I meet so many people that worry they are not on the right path! They feel unfulfilled as if they are destined for better things or to simply live a different way. I understand these people as I was one of them for so long.
Over the years I’ve come to realise there’s no such thing as a bad decision. Whatever your meant to do you will get there in the end. Sometimes we can become so disconnected we need a HUGE universal clout to bring us back on track. That’s exactly what was happening to me with my illnesses. I thought I was being punished for something and could not comprehend why I was going through such an ordeal. Little did I know spirit and my angels were trying to show me my life had a different calling.
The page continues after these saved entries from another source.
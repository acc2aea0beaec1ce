//! Face-centred (surface) fields.

use std::ops::Range;
use std::sync::Arc;

use fv_core::{DIMLESS, DimensionSet, Real};
use fv_mesh::{Mesh, Patch};

use crate::error::{FieldError, FieldResult};
use crate::par::map_indexed;
use crate::value::FieldValue;

/// Values of type `T` at every face: internal faces first, then boundary
/// faces in patch order (the mesh face order).
#[derive(Debug, Clone)]
pub struct SurfaceField<T> {
    name: String,
    dimensions: DimensionSet,
    mesh: Arc<Mesh>,
    values: Vec<T>,
}

impl<T: FieldValue> SurfaceField<T> {
    pub fn uniform(name: impl Into<String>, mesh: &Arc<Mesh>, dimensions: DimensionSet, value: T) -> Self {
        Self {
            name: name.into(),
            dimensions,
            mesh: Arc::clone(mesh),
            values: vec![value; mesh.n_faces()],
        }
    }

    pub fn from_values(
        name: impl Into<String>,
        mesh: &Arc<Mesh>,
        dimensions: DimensionSet,
        values: Vec<T>,
    ) -> FieldResult<Self> {
        if values.len() != mesh.n_faces() {
            return Err(FieldError::SizeMismatch {
                what: "face values",
                expected: mesh.n_faces(),
                actual: values.len(),
            });
        }
        Ok(Self {
            name: name.into(),
            dimensions,
            mesh: Arc::clone(mesh),
            values,
        })
    }

    pub fn name(&self) -> &str {
        &self.name
    }

    pub fn dimensions(&self) -> DimensionSet {
        self.dimensions
    }

    pub fn mesh(&self) -> &Arc<Mesh> {
        &self.mesh
    }

    pub fn values(&self) -> &[T] {
        &self.values
    }

    pub fn values_mut(&mut self) -> &mut [T] {
        &mut self.values
    }

    pub fn into_values(self) -> Vec<T> {
        self.values
    }

    pub fn internal(&self) -> &[T] {
        &self.values[..self.mesh.n_internal_faces()]
    }

    pub fn boundary(&self) -> &[T] {
        &self.values[self.mesh.n_internal_faces()..]
    }

    pub fn patch_values(&self, patch: &Patch) -> &[T] {
        let Range { start, end } = patch.faces();
        &self.values[start..end]
    }

    pub fn renamed(mut self, name: impl Into<String>) -> Self {
        self.name = name.into();
        self
    }

    pub fn with_dimensions(mut self, dimensions: DimensionSet) -> Self {
        self.dimensions = dimensions;
        self
    }

    /// Apply `f` to every face value.
    pub fn map<U: FieldValue>(
        &self,
        name: impl Into<String>,
        dimensions: DimensionSet,
        f: impl Fn(T) -> U + Sync + Send,
    ) -> SurfaceField<U> {
        let values = &self.values;
        SurfaceField {
            name: name.into(),
            dimensions,
            mesh: Arc::clone(&self.mesh),
            values: map_indexed(values.len(), |i| f(values[i])),
        }
    }

    pub fn mag(&self) -> SurfaceField<Real> {
        self.map(format!("mag({})", self.name), self.dimensions, |v| v.mag())
    }

    /// `self + other`, where dimensions must combine additively.
    pub fn checked_add(&self, other: &Self) -> FieldResult<Self> {
        self.check_compatible("add", other.mesh(), other.values.len())?;
        let dimensions = additive("add", self.dimensions, other.dimensions)?;
        let (a, b) = (&self.values, &other.values);
        Ok(Self {
            name: format!("({}+{})", self.name, other.name),
            dimensions,
            mesh: Arc::clone(&self.mesh),
            values: map_indexed(a.len(), |i| a[i] + b[i]),
        })
    }

    /// Face-wise product with a scalar field.
    pub fn scaled(&self, factor: &SurfaceField<Real>) -> FieldResult<Self> {
        self.check_compatible("scale", factor.mesh(), factor.values.len())?;
        let (a, s) = (&self.values, &factor.values);
        Ok(Self {
            name: format!("({}*{})", factor.name, self.name),
            dimensions: factor.dimensions * self.dimensions,
            mesh: Arc::clone(&self.mesh),
            values: map_indexed(a.len(), |i| a[i] * s[i]),
        })
    }

    /// Face-wise quotient by a scalar field.
    pub fn divide_by(&self, denom: &SurfaceField<Real>) -> FieldResult<Self> {
        self.check_compatible("divide", denom.mesh(), denom.values.len())?;
        let (a, d) = (&self.values, &denom.values);
        Ok(Self {
            name: format!("({}|{})", self.name, denom.name),
            dimensions: self.dimensions / denom.dimensions,
            mesh: Arc::clone(&self.mesh),
            values: map_indexed(a.len(), |i| a[i] * (1.0 / d[i])),
        })
    }

    /// `bf * a + (1 - bf) * b` face by face. `bf` must be dimensionless.
    pub fn blend(bf: &SurfaceField<Real>, a: &Self, b: &Self) -> FieldResult<Self> {
        check_blending_factor(bf)?;
        a.check_compatible("blend", bf.mesh(), bf.values.len())?;
        a.check_compatible("blend", b.mesh(), b.values.len())?;
        let dimensions = additive("blend", a.dimensions, b.dimensions)?;
        let (w, x, y) = (&bf.values, &a.values, &b.values);
        Ok(Self {
            name: format!("blend({},{})", a.name, b.name),
            dimensions,
            mesh: Arc::clone(&a.mesh),
            values: map_indexed(w.len(), |i| x[i] * w[i] + y[i] * (1.0 - w[i])),
        })
    }

    /// `(1 - bf) * self`. `bf` must be dimensionless.
    pub fn complement_scaled(&self, bf: &SurfaceField<Real>) -> FieldResult<Self> {
        check_blending_factor(bf)?;
        self.check_compatible("complement_scaled", bf.mesh(), bf.values.len())?;
        let (w, a) = (&bf.values, &self.values);
        Ok(Self {
            name: format!("((1-{})*{})", bf.name, self.name),
            dimensions: self.dimensions,
            mesh: Arc::clone(&self.mesh),
            values: map_indexed(a.len(), |i| a[i] * (1.0 - w[i])),
        })
    }

    fn check_compatible(&self, op: &'static str, mesh: &Arc<Mesh>, len: usize) -> FieldResult<()> {
        if !Arc::ptr_eq(&self.mesh, mesh) {
            return Err(FieldError::MeshMismatch { op });
        }
        if len != self.values.len() {
            return Err(FieldError::SizeMismatch {
                what: op,
                expected: self.values.len(),
                actual: len,
            });
        }
        Ok(())
    }
}

impl SurfaceField<Real> {
    /// Minimum and maximum face value, `None` for a mesh without faces.
    pub fn min_max(&self) -> Option<(Real, Real)> {
        let first = *self.values.first()?;
        Some(
            self.values
                .iter()
                .fold((first, first), |(lo, hi), &v| (lo.min(v), hi.max(v))),
        )
    }
}

fn additive(op: &'static str, lhs: DimensionSet, rhs: DimensionSet) -> FieldResult<DimensionSet> {
    lhs.additive(rhs)
        .ok_or(FieldError::DimensionMismatch { op, lhs, rhs })
}

fn check_blending_factor(bf: &SurfaceField<Real>) -> FieldResult<()> {
    if bf.dimensions.is_dimensionless() {
        Ok(())
    } else {
        Err(FieldError::DimensionMismatch {
            op: "blending factor",
            lhs: bf.dimensions,
            rhs: DIMLESS,
        })
    }
}

#[cfg(test)]
mod tests {
    use super::*;
    use fv_core::{DIM_DENSITY, DIM_FLUX, DIM_MASS_FLUX, Vector};
    use fv_mesh::grid;

    fn mesh() -> Arc<Mesh> {
        Arc::new(grid(2, 2, 1.0, 1.0, 1.0).unwrap())
    }

    #[test]
    fn internal_boundary_split() {
        let mesh = mesh();
        let f = SurfaceField::uniform("phi", &mesh, DIM_FLUX, 1.0);
        assert_eq!(f.values().len(), mesh.n_faces());
        assert_eq!(f.internal().len(), 4);
        assert_eq!(f.boundary().len(), 8);
        let top = mesh.patch_by_name("top").unwrap();
        assert_eq!(f.patch_values(top).len(), 2);
    }

    #[test]
    fn checked_add_rejects_mismatched_dimensions() {
        let mesh = mesh();
        let a = SurfaceField::uniform("a", &mesh, DIM_FLUX, 1.0);
        let b = SurfaceField::uniform("b", &mesh, DIM_MASS_FLUX, 1.0);
        assert!(matches!(
            a.checked_add(&b),
            Err(FieldError::DimensionMismatch { .. })
        ));

        let c = SurfaceField::uniform("c", &mesh, DIMLESS, 2.0);
        let sum = a.checked_add(&c).unwrap();
        assert_eq!(sum.dimensions(), DIM_FLUX);
        assert!(sum.values().iter().all(|&v| v == 3.0));
    }

    #[test]
    fn mesh_mismatch_detected() {
        let a = SurfaceField::uniform("a", &mesh(), DIMLESS, 1.0);
        let b = SurfaceField::uniform("b", &mesh(), DIMLESS, 1.0);
        assert!(matches!(a.checked_add(&b), Err(FieldError::MeshMismatch { .. })));
    }

    #[test]
    fn divide_mass_flux_by_density() {
        let mesh = mesh();
        let phi = SurfaceField::uniform("phi", &mesh, DIM_MASS_FLUX, 4.0);
        let rho = SurfaceField::uniform("rho", &mesh, DIM_DENSITY, 2.0);
        let vol = phi.divide_by(&rho).unwrap();
        assert_eq!(vol.dimensions(), DIM_FLUX);
        assert!(vol.values().iter().all(|&v| v == 2.0));
    }

    #[test]
    fn blend_and_complement() {
        let mesh = mesh();
        let bf = SurfaceField::uniform("bf", &mesh, DIMLESS, 0.25);
        let a = SurfaceField::uniform("a", &mesh, DIMLESS, Vector::new(4.0, 0.0, 0.0));
        let b = SurfaceField::uniform("b", &mesh, DIMLESS, Vector::new(0.0, 8.0, 0.0));

        let blended = SurfaceField::blend(&bf, &a, &b).unwrap();
        assert!(blended.values().iter().all(|v| *v == Vector::new(1.0, 6.0, 0.0)));

        let c = b.complement_scaled(&bf).unwrap();
        assert!(c.values().iter().all(|v| *v == Vector::new(0.0, 6.0, 0.0)));

        let scaled = a.scaled(&bf).unwrap();
        assert!(scaled.values().iter().all(|v| *v == Vector::new(1.0, 0.0, 0.0)));
    }

    #[test]
    fn blend_requires_dimensionless_factor() {
        let mesh = mesh();
        let bf = SurfaceField::uniform("bf", &mesh, DIM_FLUX, 0.5);
        let a = SurfaceField::uniform("a", &mesh, DIMLESS, 1.0);
        assert!(SurfaceField::blend(&bf, &a, &a).is_err());
        assert!(a.complement_scaled(&bf).is_err());
    }

    #[test]
    fn mag_and_min_max() {
        let mesh = mesh();
        let n = mesh.n_faces();
        let values: Vec<f64> = (0..n).map(|i| i as f64 - 3.0).collect();
        let f = SurfaceField::from_values("phi", &mesh, DIM_FLUX, values).unwrap();
        assert_eq!(f.min_max(), Some((-3.0, n as f64 - 4.0)));
        assert_eq!(f.mag().min_max(), Some((0.0, n as f64 - 4.0)));
        assert!(SurfaceField::from_values("x", &mesh, DIMLESS, vec![0.0; 3]).is_err());
    }
}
I knew I was missing the bigger picture but the more symptomatic to Illness I became the more disconnected I was. I missed all the signs and constantly moaned to Mr H that I didn’t have a gift, talent or speciality to offer anyone. One afternoon I was sprawled out on the sofa moaning and I received three messages from three different people enquiring about a reading. I declined all three then said out loud “I am not working for you guys anymore as you are not looking after me”
Poor spirit I bet they thought “What a diva”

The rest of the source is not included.